The exported tool metadata includes:

{
  "name": "query",
  "inputSchema": { ... },
  "annotations": {
    "readOnlyHint": true,
    "pmcp:outputSchema": { ... },
    "pmcp:outputTypeName": "QueryResult"
  }
}

Standard MCP clients ignore pmcp:* annotations (per MCP spec), while PMCP tools leverage them for code generation.

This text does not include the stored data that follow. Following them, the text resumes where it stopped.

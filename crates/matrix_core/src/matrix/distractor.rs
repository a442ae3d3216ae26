//! Distractor synthesis and option assembly.
//!
//! The strategy proposes candidates that each break one governing
//! attribute. Candidates are accepted until seven unique ones exist or the
//! attempt cap runs out. Any shortfall is padded with filler cells: random
//! ones first, then a deterministic cycle over the shape and color tables.
//! Cyclic fillers never equal the target but may duplicate another option;
//! `OptionSet::filler_count` reports how many were needed.
//!
//! After assembly the eight options are shuffled and the correct index is
//! recovered by signature.

use std::collections::HashSet;

use tracing::{debug, error, warn};

use super::cell::{CellContent, Rotation, ShapeColor, ShapeKind, Signature};
use super::config::{GeneratorConfig, OPTION_COUNT};
use super::rng::{choice, shuffle_with_rng, PuzzleRng};
use super::rules::{MatrixBuild, RuleStrategy};

/// The shuffled answer options of one item.
#[derive(Debug, Clone, PartialEq, Eq)]
pub struct OptionSet {
    pub options: Vec<CellContent>,
    pub correct_index: usize,
    /// Options that came from padding rather than from the strategy.
    pub filler_count: usize,
    /// Distractor proposals consumed.
    pub attempts: usize,
}

/// Build the eight options for `build`.
///
/// `strategy` is `None` for fallback grids; every distractor is then a
/// filler.
pub fn assemble_options(
    strategy: Option<&dyn RuleStrategy>,
    build: &MatrixBuild,
    rule_id: u32,
    config: &GeneratorConfig,
    rng: &mut dyn PuzzleRng,
) -> OptionSet {
    let target = build.target().clone();
    let target_sig = target.signature(rule_id);
    let mut used: HashSet<Signature> = HashSet::new();
    used.insert(target_sig);

    let mut options = vec![target.clone()];
    let mut attempts = 0;
    let mut rejected = 0;
    if let Some(strategy) = strategy {
        while options.len() < OPTION_COUNT && attempts < config.distractor_attempts {
            attempts += 1;
            match strategy.propose_distractor(build, rng) {
                Some(candidate) if used.insert(candidate.signature(rule_id)) => {
                    options.push(candidate);
                }
                _ => rejected += 1,
            }
        }
    }
    debug!(
        "Rule set {}: accepted {} distractors in {} attempts ({} rejected)",
        rule_id,
        options.len() - 1,
        attempts,
        rejected
    );

    let mut filler_count = 0;
    if options.len() < OPTION_COUNT {
        warn!(
            "Rule set {}: only {} of {} distractors found, padding with fillers",
            rule_id,
            options.len() - 1,
            OPTION_COUNT - 1
        );
        filler_count =
            pad_with_fillers(&mut options, &mut used, target_sig, rule_id, config, rng);
    }

    shuffle_with_rng(&mut options, rng);
    let correct_index = ensure_correct(&mut options, &target, rule_id, rng);

    OptionSet {
        options,
        correct_index,
        filler_count,
        attempts,
    }
}

/// A random single-shape cell.
fn random_filler(rng: &mut dyn PuzzleRng) -> CellContent {
    let kind = choice(rng, &ShapeKind::ALL).copied().unwrap_or(ShapeKind::Circle);
    let color = choice(rng, &ShapeColor::ALL).copied().unwrap_or(ShapeColor::Red);
    let count = rng.int_in_range(1, 3) as u32;
    let rotation = Rotation::from_quarter_turns(rng.int_in_range(0, 3) as i64);
    CellContent::single(kind, color, count, rotation)
}

/// The cyclic filler for slot `n`, never equal to the target.
fn cyclic_filler(n: usize, target_sig: Signature, rule_id: u32) -> CellContent {
    let cell = CellContent::single(
        ShapeKind::ALL[n % ShapeKind::ALL.len()],
        ShapeColor::ALL[n % ShapeColor::ALL.len()],
        1,
        Rotation::Deg0,
    );
    if cell.signature(rule_id) == target_sig {
        cell.with_count(2)
    } else {
        cell
    }
}

fn pad_with_fillers(
    options: &mut Vec<CellContent>,
    used: &mut HashSet<Signature>,
    target_sig: Signature,
    rule_id: u32,
    config: &GeneratorConfig,
    rng: &mut dyn PuzzleRng,
) -> usize {
    let mut added = 0;
    let mut tries = 0;
    while options.len() < OPTION_COUNT && tries < config.filler_attempts {
        tries += 1;
        let cell = random_filler(rng);
        if used.insert(cell.signature(rule_id)) {
            options.push(cell);
            added += 1;
        }
    }
    while options.len() < OPTION_COUNT {
        let cell = cyclic_filler(options.len(), target_sig, rule_id);
        let sig = cell.signature(rule_id);
        if !used.insert(sig) {
            warn!("Filler option {} duplicates an existing option", sig);
        }
        options.push(cell);
        added += 1;
    }
    added
}

/// Index of the option equal to `target`, force-inserting it at a random
/// slot (and reshuffling) when no option matches.
pub fn ensure_correct(
    options: &mut Vec<CellContent>,
    target: &CellContent,
    rule_id: u32,
    rng: &mut dyn PuzzleRng,
) -> usize {
    let sig = target.signature(rule_id);
    let locate = |options: &[CellContent]| {
        options.iter().position(|o| o.signature(rule_id) == sig)
    };
    if let Some(idx) = locate(options.as_slice()) {
        return idx;
    }

    error!("Correct option {} missing after shuffle, reinserting", sig);
    if options.is_empty() {
        options.push(target.clone());
        return 0;
    }
    let slot = rng.next_u32() as usize % options.len();
    options[slot] = target.clone();
    shuffle_with_rng(options, rng);
    locate(options.as_slice()).unwrap_or(slot)
}
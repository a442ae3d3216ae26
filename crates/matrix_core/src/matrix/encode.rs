//! Transport encoding: base64 over the UTF-8 bytes of the SVG markup.

use base64::engine::general_purpose::STANDARD;
use base64::Engine;
use tracing::error;

use super::cell::CellContent;
use super::render::render_cell;

/// Error from decoding a transported image.
#[derive(Debug)]
pub enum EncodingError {
    /// Not valid standard base64.
    Base64(base64::DecodeError),
    /// Decoded bytes are not UTF-8.
    Utf8(std::string::FromUtf8Error),
}

impl std::fmt::Display for EncodingError {
    fn fmt(&self, f: &mut std::fmt::Formatter<'_>) -> std::fmt::Result {
        match self {
            EncodingError::Base64(e) => write!(f, "Base64 decode error: {}", e),
            EncodingError::Utf8(e) => write!(f, "Decoded markup is not UTF-8: {}", e),
        }
    }
}

impl std::error::Error for EncodingError {}

impl From<base64::DecodeError> for EncodingError {
    fn from(e: base64::DecodeError) -> Self {
        EncodingError::Base64(e)
    }
}

impl From<std::string::FromUtf8Error> for EncodingError {
    fn from(e: std::string::FromUtf8Error) -> Self {
        EncodingError::Utf8(e)
    }
}

/// Base64-encode markup for transport.
pub fn encode(markup: &str) -> String {
    STANDARD.encode(markup.as_bytes())
}

/// Inverse of [`encode`].
pub fn decode(encoded: &str) -> Result<String, EncodingError> {
    let bytes = STANDARD.decode(encoded)?;
    Ok(String::from_utf8(bytes)?)
}

/// Render and encode one cell. Logs and returns an empty string on failure
/// so one bad image never aborts a whole item.
pub fn render_encoded(cell: &CellContent, cell_size: u32) -> String {
    match render_cell(cell, cell_size) {
        Ok(markup) => encode(&markup),
        Err(e) => {
            error!("Failed to render cell: {}", e);
            String::new()
        }
    }
}
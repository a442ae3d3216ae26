//! Rule set 1: every row is the previous row rotated by 90 degrees.
//!
//! The top row holds three unrelated single shapes; only the rotation
//! carries information down each column.

use super::{draw_color, draw_shape, MatrixBuild, MatrixGrid, RuleParams, RuleStrategy};
use crate::matrix::catalog::RuleSetId;
use crate::matrix::cell::{CellContent, Rotation};
use crate::matrix::primitives::{rotate, RotationStep};
use crate::matrix::rng::PuzzleRng;

#[derive(Debug, Clone, Copy, Default)]
pub struct RotationRule;

impl RuleStrategy for RotationRule {
    fn rule_set(&self) -> RuleSetId {
        RuleSetId::Rotation90Only
    }

    fn build(&self, _level: u8, rng: &mut dyn PuzzleRng) -> MatrixBuild {
        let kind = draw_shape(rng);
        let color = draw_color(rng);
        let first = CellContent::single(kind, color, 1, Rotation::Deg0);

        let mut top = vec![first.clone()];
        for _ in 1..3 {
            let kind = draw_shape(rng);
            let color = draw_color(rng);
            top.push(first.with_kind(kind).with_color(color));
        }

        let step = RotationStep::Quarter;
        let mut grid = MatrixGrid::filled(first);
        for (col, cell) in top.into_iter().enumerate() {
            let middle = rotate(&cell, step);
            let bottom = rotate(&middle, step);
            grid.set(0, col, cell);
            grid.set(1, col, middle);
            grid.set(2, col, bottom);
        }

        MatrixBuild {
            grid,
            params: RuleParams {
                base_count: 1,
                rotation_step: Some(step),
                ..RuleParams::default()
            },
        }
    }

    fn propose_distractor(
        &self,
        build: &MatrixBuild,
        rng: &mut dyn PuzzleRng,
    ) -> Option<CellContent> {
        let target = build.target();
        let turns = rng.int_in_range(1, 2) as i64;
        let rotation = target.rotation.turned(turns);
        if rotation == target.rotation {
            return None;
        }
        Some(target.with_rotation(rotation))
    }
}

#[cfg(test)]
mod tests {
    use super::super::test_support::{distractor_signatures, for_each_build};
    use super::*;

    #[test]
    fn test_columns_rotate_by_quarter_turns() {
        for_each_build(&RotationRule, |_, build| {
            for col in 0..3 {
                assert_eq!(build.grid.get(0, col).rotation, Rotation::Deg0);
                assert_eq!(build.grid.get(1, col).rotation, Rotation::Deg90);
                assert_eq!(build.grid.get(2, col).rotation, Rotation::Deg180);
                assert_eq!(build.grid.get(2, col).kind(), build.grid.get(0, col).kind());
            }
            assert_eq!(build.target().count, 1);
        });
    }

    #[test]
    fn test_distractors_only_change_rotation() {
        for_each_build(&RotationRule, |_, build| {
            let sigs = distractor_signatures(&RotationRule, build, 30);
            let truth = build.target().signature(1).to_string();
            assert!(!sigs.contains(&truth));
            // +90 and +180 from the target.
            assert_eq!(sigs.len(), 2);
        });
    }
}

Schema Validation Best Practices

1. Validate Outputs Before Returning

Just as you validate inputs, validate outputs:

#![allow(unused)]
fn main() {
pub async fn generate_report(params: ReportInput) -> Result<ReportOutput, Error> {
    let report = build_report(&params).await?;

    // Validate output matches business rules
    if report.total_revenue < 0 {
        return Err(Error::Internal(
            "Generated report has negative revenue - data integrity issue".into()
        ));
    }

    if report.customer_id.is_empty() {
        return Err(Error::Internal(
            "Generated report missing customer_id".into()
        ));
    }

    Ok(report)
}
}

2. Match Output Schema to Actual Return Values

When using TypedToolWithOutput, this is enforced by the compiler:

#![allow(unused)]
fn main() {
// Compiler error if you return wrong type!
TypedToolWithOutput::new("my_tool", |args: Input, _| {
    Box::pin(async move {
        Ok(Output { ... })  // Must match Output type exactly
    })
})
}

3. Document Field Relationships in Comments

#![allow(unused)]
fn main() {
#[derive(Debug, Serialize, JsonSchema)]
pub struct CustomerSummary {
    /// Unique customer ID. Use with:
    /// - order_history: Get customer's order history
    /// - customer_details: Get full customer profile
    /// - customer_contacts: Get customer contact list
    pub customer_id: String,
}
}

4. Use Descriptive Type Names

The output type name becomes the generated struct name:

#![allow(unused)]
fn main() {
// Good: Clear, descriptive name
#[derive(Debug, Serialize, JsonSchema)]
pub struct OrderQueryResult { ... }

// Bad: Generic name causes conflicts
pub struct Result { ... }
}

Summary

Output schemas enable composition by telling AI clients:

What to DocumentWhy It Matters
Field names and typesAI constructs follow-up operations correctly
ID relationshipsAI knows how to chain tools together
Consistent envelopesAI learns one pattern for all your tools
Error structuresAI can handle failures gracefully
Units and formatsAI interprets values correctly
Pagination patternsAI knows how to get more results

PMCP SDK Benefits

Manual JSON SchemaTypedToolWithOutput
Schema and code can driftSchema generated from code—always in sync
Manual JSON constructionRust types with derive macros
No code generationGenerate typed clients for composition
Runtime type errorsCompile-time type safety
Verbose documentationDoc comments become schema descriptions

Remember: output schemas are a contract. The AI trusts that your tool returns what you declare. With TypedToolWithOutput, the Rust compiler ensures you keep that contract.